Am I missing something that could simplify this construct?

Answer 1

template<class T>
struct slotted_data {
  std::size_t I;
  T t;
};
template<class T>
using sink = std::function<void(T)>;
template<class T, std::size_t N>
struct async_slots {
  bool produce( slotted_data<T> data ) {
    if (terminate || data.I>=N) return false;
    {
      auto l = lock();
      if (slots[data.I]) return false;
      slots[data.I] = std::move(data.t);
    }
    cv.notify_one();
    return true;
  }
  // rare use of non-lambda cv.wait in the wild!
  bool consume(sink<slotted_data<T>> f) {
    auto l = lock();
    while(!terminate) {
      for (auto& slot:slots) {
        if (slot) {
          auto r = std::move(*slot);
          slot = std::nullopt;
          f({std::size_t(&slot-slots.data()), std::move(r)}); // invoke in lock
          return true;
        }
      }
      cv.wait(l);
    }
    return false;
  }
  // easier and safer version:
  std::optional<slotted_data<T>> consume() {
    std::optional<slotted_data<T>> r;
    bool worked = consume([&](auto&& data) { r = std::move(data); });
    if (!worked) return {};
    return r;
  }
  void finish() {
      {
        auto l = lock();
        terminate = true;
      }
      cv.notify_all();
  }
private:
  auto lock() { return std::unique_lock<std::mutex>(m); }
  std::mutex m;
  std::condition_variable cv;
  std::array< std::optional<T>, N > slots;
  bool terminate = false;
};

async_slots provides a fixed number of slots and an awaitable consume. If you try to produce two things in the same slot, the producer function returns false and ignores you.

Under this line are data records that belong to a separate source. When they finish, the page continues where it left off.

//! SvgForge Core - SVG document engine
//!
//! Documents are built programmatically and pass through three engines:
//! 1. Transformation - scale, translate, rotate, flip
//! 2. Optimization - drop empty groups and default styles, round coordinates
//! 3. Validation - structure, references, per-element rules, scored reports
//!
//! [`Pipeline`] runs them in that order. Every pass works on a copy and
//! returns a new document.

pub mod config;
pub mod diagnostics;
pub mod document;
pub mod error;
pub mod hashing;
pub mod optimize;
pub mod pipeline;
pub mod references;
pub mod transform;
pub mod validation;

pub use config::{EngineConfig, Thresholds};
pub use diagnostics::{Diagnostic, DiagnosticCode, Severity};
pub use document::{Attributes, BoundingBox, Document, Element, ElementKind, Style, ViewBox};
pub use error::{ConfigurationError, RenderError};
pub use hashing::{canonical_json, compute_content_hash, compute_job_hash};
pub use optimize::{OptimizationOptions, OptimizationPreset, OptimizationResult, Optimizer};
pub use pipeline::{
    generate_metadata, DocumentMetadata, Pipeline, PipelineError, ProcessRequest, ProcessedDocument,
    Renderer,
};
pub use references::ReferenceGraph;
pub use transform::{MultiTransformResult, TransformResult, Transformation, Transformer};
pub use validation::{
    DocumentValidator, ScoredValidation, ValidationOptions, ValidationPreset, ValidationReport,
    Validator,
};

pub const ENGINE_VERSION: &str = env!("CARGO_PKG_VERSION");
#[cfg(test)]
mod tests {
    use super::*;
    use float_cmp::assert_approx_eq;
    use serde_json::json;

    fn circle_doc() -> Document {
        Document::new(ViewBox::new(0.0, 0.0, 200.0, 200.0), vec![Element::circle(50.0, 50.0, 25.0)])
    }

    fn circle(document: &Document) -> (f64, f64, f64) {
        match &document.elements[0] {
            Element::Circle(c) => (c.cx, c.cy, c.r),
            other => panic!("expected circle, got {other:?}"),
        }
    }

    #[test]
    fn test_scale_circle_and_viewbox() {
        let result = Transformer::new()
            .transform(&circle_doc(), &Transformation::Scale { x: 2.0, y: 2.0 })
            .unwrap();
        assert_eq!(circle(&result.document), (100.0, 100.0, 50.0));
        assert_eq!(result.document.view_box, Some(ViewBox::new(0.0, 0.0, 400.0, 400.0)));
        assert_eq!(result.description, "scale(2, 2)");
    }

    #[test]
    fn test_uneven_scale_uses_smaller_factor_for_radius() {
        let result = Transformer::new()
            .transform(&circle_doc(), &Transformation::Scale { x: 3.0, y: 0.5 })
            .unwrap();
        assert_eq!(circle(&result.document), (150.0, 25.0, 12.5));
    }

    #[test]
    fn test_flip_horizontal_about_viewbox_midline() {
        let result = Transformer::new()
            .transform(&circle_doc(), &Transformation::FlipHorizontal)
            .unwrap();
        assert_eq!(circle(&result.document), (150.0, 50.0, 25.0));
        assert_eq!(result.description, "flipHorizontal about x=100");
    }

    #[test]
    fn test_flip_vertical_mirrors_rect_extent() {
        let doc = Document::new(
            ViewBox::new(0.0, 0.0, 100.0, 100.0),
            vec![Element::rect(10.0, 10.0, 20.0, 30.0)],
        );
        let result = Transformer::new().transform(&doc, &Transformation::FlipVertical).unwrap();
        assert_eq!(result.transformed_bounds, Some(BoundingBox::new(10.0, 60.0, 30.0, 90.0)));
    }

    #[test]
    fn test_rotate_about_viewbox_center() {
        let rotation = Transformation::Rotate { angle: 90.0, center_x: None, center_y: None };
        let result = Transformer::new().transform(&circle_doc(), &rotation).unwrap();
        let (cx, cy, r) = circle(&result.document);
        assert_approx_eq!(f64, cx, 150.0, epsilon = 1e-9);
        assert_approx_eq!(f64, cy, 50.0, epsilon = 1e-9);
        assert_eq!(r, 25.0);
        assert_eq!(result.description, "rotate(90 about 100, 100)");
    }

    #[test]
    fn test_translate_leaves_viewbox_and_prepends_path_transform() {
        let doc = Document::new(
            ViewBox::new(0.0, 0.0, 10.0, 10.0),
            vec![Element::group(vec![Element::path("M0 0 L1 1").with_attrs(Attributes {
                transform: Some("scale(2 2)".into()),
                ..Default::default()
            })])],
        );
        let result = Transformer::new()
            .transform(&doc, &Transformation::Translate { x: 5.0, y: -1.0 })
            .unwrap();
        assert_eq!(result.document.view_box, doc.view_box);
        let path = &result.document.elements[0].children()[0];
        assert_eq!(path.attrs().transform.as_deref(), Some("translate(5 -1) scale(2 2)"));
    }

    #[test]
    fn test_multiple_composes_metadata_in_order() {
        let steps = vec![
            Transformation::Translate { x: 10.0, y: 0.0 },
            Transformation::Rotate { angle: 30.0, center_x: Some(0.0), center_y: Some(0.0) },
            Transformation::Scale { x: 2.0, y: 4.0 },
            Transformation::Translate { x: -4.0, y: 6.0 },
            Transformation::Rotate { angle: 15.0, center_x: None, center_y: None },
        ];
        let result = Transformer::new().transform_multiple(&circle_doc(), &steps).unwrap();
        assert_eq!(result.applied.len(), 5);
        assert_eq!(result.applied[0], "translate(10, 0)");
        assert_eq!(result.cumulative_rotation, 45.0);
        assert_eq!(result.cumulative_translation, Vector { x: 6.0, y: 6.0 });
        assert_eq!(result.net_scale, Vector { x: 2.0, y: 4.0 });
    }

    #[test]
    fn test_invalid_parameters_are_configuration_errors() {
        let transformer = Transformer::new();
        let doc = circle_doc();
        assert_eq!(
            transformer.transform(&doc, &Transformation::Scale { x: 0.0, y: 1.0 }).unwrap_err(),
            ConfigurationError::InvalidScale(0.0, 1.0)
        );
        assert_eq!(
            transformer
                .transform(&doc, &Transformation::Translate { x: f64::NAN, y: 1.0 })
                .unwrap_err(),
            ConfigurationError::NonFiniteParameter("x")
        );

        let no_view_box = Document { view_box: None, ..doc };
        assert_eq!(
            transformer.transform(&no_view_box, &Transformation::FlipVertical).unwrap_err(),
            ConfigurationError::MissingViewBox("flipVertical")
        );
    }

    #[test]
    fn test_from_value() {
        let parsed = Transformation::from_value(&json!({"type": "rotate", "angle": 45, "centerX": 1, "centerY": 2}))
            .unwrap();
        assert_eq!(
            parsed,
            Transformation::Rotate { angle: 45.0, center_x: Some(1.0), center_y: Some(2.0) }
        );
        assert_eq!(
            Transformation::from_value(&json!({"type": "flipHorizontal"})).unwrap(),
            Transformation::FlipHorizontal
        );
        assert_eq!(
            Transformation::from_value(&json!({"type": "skew", "x": 1})).unwrap_err(),
            ConfigurationError::UnknownTransformation("skew".into())
        );
        assert!(matches!(
            Transformation::from_value(&json!({"type": "scale", "x": 1})).unwrap_err(),
            ConfigurationError::Invalid(_)
        ));
    }
}
use anyhow::{Context, Result};
use school_run_tracker::prelude::*;
use serde::Serialize;
use std::fmt::Write;

#[derive(Serialize)]
struct BoardRow<'a> {
    student_id: &'a StudentIdentifier,
    stop_order: i64,
    status: EtaStatus,
    category: String,
}

#[derive(Serialize)]
struct BoardDocument<'a> {
    trip: String,
    students: Vec<BoardRow<'a>>,
    progress: TripProgress,
    next_stop: Option<&'a StudentIdentifier>,
}

/// One line per stop, then the progress summary.
pub fn render_text(snapshot: &RouteSnapshot, board: &[BoardEntry]) -> String {
    let mut out = String::new();
    let next = snapshot.next_stop().map(|s| &s.id);

    let _ = writeln!(out, "Trip {}", snapshot.key);
    for entry in board {
        let marker = if Some(&entry.student_id) == next { "  <- next" } else { "" };
        let _ = writeln!(out, "#{} {} {}{}", entry.stop_order, entry.student_id, entry.status, marker);
    }

    let progress = snapshot.progress();
    let _ = writeln!(
        out,
        "{} students, {} picked, {} dropped, {} remaining ({}%)",
        progress.total, progress.picked, progress.dropped, progress.remaining, progress.percent
    );
    out
}

pub fn render_json(snapshot: &RouteSnapshot, board: &[BoardEntry]) -> Result<String> {
    let document = BoardDocument {
        trip: snapshot.key.to_string(),
        students: board
            .iter()
            .map(|e| BoardRow {
                student_id: &e.student_id,
                stop_order: e.stop_order,
                status: e.status,
                category: e.status.category().to_string(),
            })
            .collect(),
        progress: snapshot.progress(),
        next_stop: snapshot.next_stop().map(|s| &s.id),
    };
    serde_json::to_string_pretty(&document).context("Failed to serialize board")
}

/// Status line and timeline for a single student.
pub fn render_student(snapshot: &RouteSnapshot, student_id: &StudentIdentifier) -> String {
    let mut out = String::new();
    let status = snapshot.estimate_for(student_id);
    let _ = writeln!(out, "{} [{}] {}", student_id, status.category(), status);

    for entry in snapshot.log.timeline_for(student_id) {
        let marker = if entry.highlight { "*" } else { " " };
        let _ = writeln!(out, "{} {} {}", marker, entry.time, entry.title);
    }
    out
}
use anyhow::{Context, Result};
use school_run_tracker::prelude::*;
use serde::Deserialize;
use std::path::Path;

/// A route frozen at one point in time, as exported from the store.
#[derive(Debug, Deserialize)]
pub struct SnapshotFile {
    pub trip_key: TripKey,
    #[serde(default)]
    pub trip: Option<TripDocument>,
    #[serde(default)]
    pub students: Vec<StudentEntry>,
    #[serde(default)]
    pub overrides: DurationOverrides,
    #[serde(default)]
    pub events: Vec<DomainEvent>,
}

#[derive(Debug, Deserialize)]
pub struct TripDocument {
    #[serde(default = "live")]
    pub status: TripStatus,
    #[serde(default, alias = "tripStartHM")]
    pub trip_start_hm: Option<String>,
}

fn live() -> TripStatus {
    TripStatus::Live
}

pub fn parse_snapshot(text: &str) -> Result<SnapshotFile> {
    serde_json::from_str(text).context("Snapshot is not valid JSON")
}

pub fn read_snapshot(path: &Path) -> Result<SnapshotFile> {
    let text = std::fs::read_to_string(path)
        .with_context(|| format!("Failed to read snapshot {}", path.display()))?;
    parse_snapshot(&text)
}

impl SnapshotFile {
    /// Loads the file's contents into an in-memory provider.
    pub fn into_provider(self) -> Result<(StaticTrackerProvider, TripKey)> {
        let key = self.trip_key;

        let events = EventLog::from_events(self.events).context("Snapshot event log is invalid")?;
        log::debug!("Loaded {} events for {}", events.len(), key);

        let mut provider = StaticTrackerProvider::new()
            .with_route(key.route_id.clone(), self.students)
            .with_events(key.clone(), events)
            .with_overrides(key.clone(), self.overrides);

        if let Some(trip) = self.trip {
            provider = provider.with_trip(Trip::from_parts(key.clone(), trip.status, trip.trip_start_hm));
        } else {
            log::info!("Trip {} has not started", key);
        }

        Ok((provider, key))
    }
}

#[cfg(test)]
mod tests {
    use super::*;

    const MORNING: &str = r#"{
        "trip_key": "north_2024-05-02_AM",
        "trip": {"status": "LIVE", "tripStartHM": "07:00"},
        "students": [
            {"id": "chen", "stopOrder": 3, "minsAM": 7},
            {"id": "amira", "stopOrder": 1, "minsAM": "5"},
            {"id": "bilal", "stopOrder": 2, "minsAM": 10},
            {"id": "dana", "stopOrder": null}
        ],
        "overrides": {"bilal": null},
        "events": [
            {"type": "BUS_STARTED", "timestamp": "2024-05-02T07:00:00"},
            {"type": "PICKED_AM", "student_id": "amira", "timestamp": "2024-05-02T07:03:00"}
        ]
    }"#;

    #[test]
    fn test_snapshot_into_provider() {
        let (provider, key) = parse_snapshot(MORNING).unwrap().into_provider().unwrap();
        assert_eq!(key.to_string(), "north_2024-05-02_AM");

        let snapshot = RouteSnapshot::load(&provider, key);
        let statuses: Vec<String> = snapshot.board().iter().map(|e| e.status.to_string()).collect();
        assert_eq!(statuses, ["PICKED: 07:03", "07:00", "07:10"]);
    }

    #[test]
    fn test_snapshot_without_trip() {
        let text = r#"{"trip_key": "north_2024-05-02_PM", "students": [{"id": "amira", "stop_order": 1}]}"#;
        let (provider, key) = parse_snapshot(text).unwrap().into_provider().unwrap();

        let snapshot = RouteSnapshot::load(&provider, key);
        assert!(snapshot.trip.is_none());
        assert_eq!(snapshot.board()[0].status, EtaStatus::Unavailable);
    }

    #[test]
    fn test_snapshot_rejects_unordered_log() {
        let text = r#"{
            "trip_key": "north_2024-05-02_AM",
            "events": [
                {"type": "BUS_STARTED", "timestamp": "2024-05-02T07:00:00"},
                {"type": "PICKED_AM", "student_id": "amira", "timestamp": "2024-05-02T06:59:00"}
            ]
        }"#;
        assert!(parse_snapshot(text).unwrap().into_provider().is_err());
    }

    #[test]
    fn test_snapshot_accepts_store_export() {
        let text = r#"{
            "trip_key": "north_2024-05-02_AM",
            "trip": {"tripStartHM": "07:00"},
            "students": [
                {"id": "amira", "stopOrder": 1, "minsAM": 5, "doneAM": null, "status": null},
                {"id": "bilal", "stopOrder": 2, "minsAM": 10, "doneAM": false}
            ],
            "events": [
                {"type": "PICKED_AM", "studentId": "amira", "timestamp": "2024-05-02T07:04:00"}
            ]
        }"#;
        let (provider, key) = parse_snapshot(text).unwrap().into_provider().unwrap();

        let snapshot = RouteSnapshot::load(&provider, key);
        let statuses: Vec<String> = snapshot.board().iter().map(|e| e.status.to_string()).collect();
        assert_eq!(statuses, ["PICKED: 07:04", "07:00"]);
    }

    #[test]
    fn test_snapshot_rejects_bad_trip_key() {
        assert!(parse_snapshot(r#"{"trip_key": "north"}"#).is_err());
    }
}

consume invokes the sink of the data inside the mutex in a continuation passing style. This permits atomic consumption.

We want to invert producer and consumer:

template<class T, std::size_t N>
struct slotted_consumer {
  bool consume( std::size_t I, sink<T> sink ) {
    std::optional<T> data;
    std::condition_variable cv;
    std::mutex m;
    bool worked = slots.produce(
      {
        I,
        [&](auto&& t){
          {
            std::unique_lock<std::mutex> l(m);
            data.emplace(std::move(t));
          }
          cv.notify_one();
        }
      }
    );
    if (!worked) return false;
    std::unique_lock<std::mutex> l(m);
    cv.wait(l, [&]()->bool{
      return (bool)data;
    });
    sink( std::move(*data) );
    return true;
  }
  bool produce( T t ) {
    return slots.consume(
        [&](auto&& f) {
            f.t( std::move(t) );
        }
    );
  }
  void finish() {
      slots.finish();
  }
private:
  async_slots< sink<T>, N > slots;
};

we have to take some care to execute sink in a context where we are not holding the mutex of async_slots , which is why consume above is so strange.

Live example .

You share a slotted_consumer< int, 3 > slots . The producing thread repeatedly calls slots.produce(42); . It blocks until a new consumer lines up.

Consumer #2 calls slots.consume( 2, [&](int x){ /* code to consume x */ } ) , and #1 and #0 pass their slot numbers as well.

All 3 consumers can be waiting for the next production. The above system defaults to feeding #0 first if it is waiting for more work; we could make it "fair" at a cost of keeping a bit more state.